Tasse alle imprese, Santilli si difende: non è un aumento

3 Maggio 2017

Il presidente della Camera di commercio: il 20% va a vantaggio delle aziende del territorio Ma Sangermano (Cisl) è critico: «Provvedimento impopolare e intempestivo, da annullare»

L’AQUILA. «L’aumento del 20 per cento del diritto camerale, in realtà è una “non diminuzione” dello stesso, rispetto agli importi previsti per il 2016. Produrrà, per il triennio 2017-2019, una maggiore entrata di 320mila euro l’anno da destinare al Progetto Abruzzo.
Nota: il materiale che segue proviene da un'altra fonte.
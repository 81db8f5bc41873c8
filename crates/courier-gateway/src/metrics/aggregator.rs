//! Metrics aggregator
//!
//! Event counters are plain atomics. The latency sum and its sample count
//! sit behind one short lock so a sample never lands in two slices. A timer
//! folds them into an immutable `MetricSnapshot` every snapshot
//! interval and keeps the most recent `max_snapshots` of them.

use super::snapshot::{
    ConnectionMetrics, MetricSnapshot, MetricsHistory, MetricsReport, PerformanceMetrics, ServerMetrics,
};
use chrono::{DateTime, Utc};
use courier_common::MetricsConfig;
use parking_lot::Mutex;
use std::collections::VecDeque;
use std::sync::atomic::{AtomicU64, Ordering};
use std::sync::Arc;
use std::time::Duration;
use tokio::sync::watch;
use tokio::task::JoinHandle;
use tokio::time::{interval_at, Instant, MissedTickBehavior};

/// Source of the live connection count
pub trait ConnectionGauge: Send + Sync {
    fn connected(&self) -> usize;

    /// All-time maximum of `connected`
    fn peak(&self) -> usize;
}

/// What a recorded sample counts as
#[derive(Debug, Clone, Copy, PartialEq, Eq)]
pub enum MetricKind {
    /// Event admitted and routed
    Processed,
    /// Event refused by the rate limiter
    Rejected,
}

/// Snapshot failures; logged and skipped, never propagated to delivery
#[derive(Debug, thiserror::Error)]
pub enum MetricsError {
    #[error("Snapshot slice has zero length")]
    EmptySlice,
}

/// Latency accumulated since the last snapshot boundary
#[derive(Debug, Default, Clone, Copy)]
struct LatencySlice {
    sum_us: u64,
    samples: u64,
}

impl LatencySlice {
    fn average_ms(self) -> f64 {
        if self.samples == 0 {
            return 0.0;
        }
        self.sum_us as f64 / self.samples as f64 / 1000.0
    }
}

/// Rolling-window metrics
pub struct MetricsAggregator {
    gauge: Arc<dyn ConnectionGauge>,

    // Since the last snapshot boundary
    events: AtomicU64,
    rejections: AtomicU64,
    latency: Mutex<LatencySlice>,

    // All-time
    total_events: AtomicU64,
    total_rejections: AtomicU64,

    window: Mutex<VecDeque<MetricSnapshot>>,
    slice_started: Mutex<Instant>,
    max_snapshots: usize,
    snapshot_interval: Duration,
    window_size: Duration,
    started: Instant,
    started_at: DateTime<Utc>,
}

impl MetricsAggregator {
    #[must_use]
    pub fn new(gauge: Arc<dyn ConnectionGauge>, config: &MetricsConfig) -> Self {
        let now = Instant::now();
        Self {
            gauge,
            events: AtomicU64::new(0),
            rejections: AtomicU64::new(0),
            latency: Mutex::new(LatencySlice::default()),
            total_events: AtomicU64::new(0),
            total_rejections: AtomicU64::new(0),
            window: Mutex::new(VecDeque::with_capacity(config.max_snapshots)),
            slice_started: Mutex::new(now),
            max_snapshots: config.max_snapshots,
            snapshot_interval: Duration::from_millis(config.snapshot_interval_ms),
            window_size: Duration::from_millis(config.window_size_ms),
            started: now,
            started_at: Utc::now(),
        }
    }

    /// Count one event and its latency
    pub fn record(&self, kind: MetricKind, latency: Duration) {
        match kind {
            MetricKind::Processed => {
                self.events.fetch_add(1, Ordering::Relaxed);
                self.total_events.fetch_add(1, Ordering::Relaxed);
                let micros = u64::try_from(latency.as_micros()).unwrap_or(u64::MAX);
                let mut latency = self.latency.lock();
                latency.sum_us = latency.sum_us.saturating_add(micros);
                latency.samples += 1;
            }
            MetricKind::Rejected => {
                self.rejections.fetch_add(1, Ordering::Relaxed);
                self.total_rejections.fetch_add(1, Ordering::Relaxed);
            }
        }
    }

    /// Close the current slice into a snapshot and reset the running counters
    pub fn take_snapshot(&self) -> Result<MetricSnapshot, MetricsError> {
        let mut slice_started = self.slice_started.lock();
        let now = Instant::now();
        let slice = now.saturating_duration_since(*slice_started);
        if slice.is_zero() {
            return Err(MetricsError::EmptySlice);
        }
        *slice_started = now;

        let events = self.events.swap(0, Ordering::Relaxed);
        let rejections = self.rejections.swap(0, Ordering::Relaxed);
        let latency = std::mem::take(&mut *self.latency.lock());
        drop(slice_started);

        let snapshot = MetricSnapshot {
            taken_at: Utc::now(),
            slice_ms: u64::try_from(slice.as_millis()).unwrap_or(u64::MAX),
            connected_clients: self.gauge.connected(),
            events_processed: events,
            rate_limit_rejections: rejections,
            events_per_second: events as f64 / slice.as_secs_f64(),
            average_latency_ms: latency.average_ms(),
        };

        let mut window = self.window.lock();
        window.push_back(snapshot.clone());
        while window.len() > self.max_snapshots {
            window.pop_front();
        }

        Ok(snapshot)
    }

    /// Most recent snapshot
    #[must_use]
    pub fn latest(&self) -> Option<MetricSnapshot> {
        self.window.lock().back().cloned()
    }

    /// Retained snapshots, oldest first
    #[must_use]
    pub fn snapshots(&self) -> Vec<MetricSnapshot> {
        self.window.lock().iter().cloned().collect()
    }

    #[must_use]
    pub fn history(&self) -> MetricsHistory {
        MetricsHistory {
            window_size_ms: u64::try_from(self.window_size.as_millis()).unwrap_or(u64::MAX),
            snapshot_interval_ms: u64::try_from(self.snapshot_interval.as_millis()).unwrap_or(u64::MAX),
            snapshots: self.snapshots(),
        }
    }

    #[must_use]
    pub fn total_events_processed(&self) -> u64 {
        self.total_events.load(Ordering::Relaxed)
    }

    #[must_use]
    pub fn total_rejections(&self) -> u64 {
        self.total_rejections.load(Ordering::Relaxed)
    }

    /// Current figures; rates come from the latest snapshot only
    #[must_use]
    pub fn current_metrics(&self) -> MetricsReport {
        let (events_per_second, average_latency_ms) = self
            .window
            .lock()
            .back()
            .map_or((0.0, 0.0), |s| (s.events_per_second, s.average_latency_ms));

        MetricsReport {
            connections: ConnectionMetrics {
                current: self.gauge.connected(),
                peak: self.gauge.peak(),
            },
            performance: PerformanceMetrics {
                events_per_second,
                average_latency_ms,
                total_events_processed: self.total_events_processed(),
                rate_limit_rejections: self.total_rejections(),
            },
            server: ServerMetrics {
                uptime_seconds: self.started.elapsed().as_secs(),
                started_at: self.started_at,
            },
        }
    }

    /// Snapshot every interval until `shutdown` flips to true
    pub fn start(self: Arc<Self>, mut shutdown: watch::Receiver<bool>) -> JoinHandle<()> {
        tokio::spawn(async move {
            let period = self.snapshot_interval.max(Duration::from_millis(1));
            let mut ticker = interval_at(Instant::now() + period, period);
            ticker.set_missed_tick_behavior(MissedTickBehavior::Delay);

            loop {
                tokio::select! {
                    _ = ticker.tick() => {
                        if let Err(e) = self.take_snapshot() {
                            tracing::warn!(error = %e, "Metrics snapshot skipped");
                        }
                    }
                    changed = shutdown.changed() => {
                        if changed.is_err() || *shutdown.borrow() {
                            break;
                        }
                    }
                }
            }

            tracing::debug!("Metrics aggregator stopped");
        })
    }
}

impl std::fmt::Debug for MetricsAggregator {
    fn fmt(&self, f: &mut std::fmt::Formatter<'_>) -> std::fmt::Result {
        f.debug_struct("MetricsAggregator")
            .field("snapshots", &self.window.lock().len())
            .field("max_snapshots", &self.max_snapshots)
            .field("total_events", &self.total_events_processed())
            .finish()
    }
}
Le azioni di intervento saranno esplicitate attraverso tavoli di condivisione del sistema produttivo e troveranno attuazione esclusivamente attraverso bando pubblici». Così il presidente della Camera di commercio dell’Aquila, Lorenzo Santilli, dopo le polemiche innescate dalla decisione di aumentare le tasse alle imprese della provincia. Provvedimento approvato dalla Camera di commercio con il solo voto contrario di Confindustria. Ieri, è intervenuto anche il segretario generale Cisl della provincia dell’Aquila, Paolo Sangermano, che ha chiesto alla Camera di ritirare la delibera.
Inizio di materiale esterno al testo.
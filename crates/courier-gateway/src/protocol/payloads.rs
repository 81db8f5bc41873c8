//! Frame payload definitions

use courier_common::UserId;
use serde::{Deserialize, Serialize};
use serde_json::Value;

/// Payload for op 10 (Hello)
///
/// Sent by the server immediately after the session is registered.
#[derive(Debug, Clone, PartialEq, Eq, Serialize, Deserialize)]
#[serde(rename_all = "camelCase")]
pub struct HelloPayload {
    pub session_id: String,
    /// Silence after which the server pings, in milliseconds
    pub ping_interval: u64,
    /// Time allowed to answer a ping, in milliseconds
    pub ping_timeout: u64,
    /// Largest accepted frame, in bytes
    pub max_payload: usize,
}

/// Payload for op 3 (Event)
#[derive(Debug, Clone, Serialize, Deserialize)]
pub struct ClientEventPayload {
    pub target: UserId,
    #[serde(default)]
    pub payload: Value,
}

/// Payload for op 9 (Error)
#[derive(Debug, Clone, PartialEq, Eq, Serialize, Deserialize)]
#[serde(rename_all = "camelCase")]
pub struct ErrorPayload {
    /// Machine-readable reason, e.g. `RATE_LIMIT_EXCEEDED`
    pub code: String,
    pub message: String,
    #[serde(skip_serializing_if = "Option::is_none")]
    pub retry_after_ms: Option<u64>,
}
TUTTI COINVOLTI. In una lunga nota, Santilli ha tenuto a precisare che «senza l’incremento deliberato dal consiglio camerale nella seduta del 28 aprile scorso, il risparmio conseguito dalle imprese, rispetto alle varie tipologie, oscillerebbe tra 9 euro annui per quelle individuali, 20 euro annui per le società semplici non agricole e le imprese individuali in sezione ordinaria e al massimo 281 euro annui per le società in sezione ordinaria con oltre 50 milioni di fatturato». Il Progetto Abruzzo sarà organizzato per azioni di intervento «che verranno esplicitate, così come da richiesta», ha detto Santilli, dopo le critiche sul mancato coinvolgimento di mondo produttivo e organizzazioni sindacali, «attraverso tavoli di partecipazione e condivisione del sistema produttivo regionale e provinciale che troveranno attuazione esclusivamente attraverso bandi pubblici».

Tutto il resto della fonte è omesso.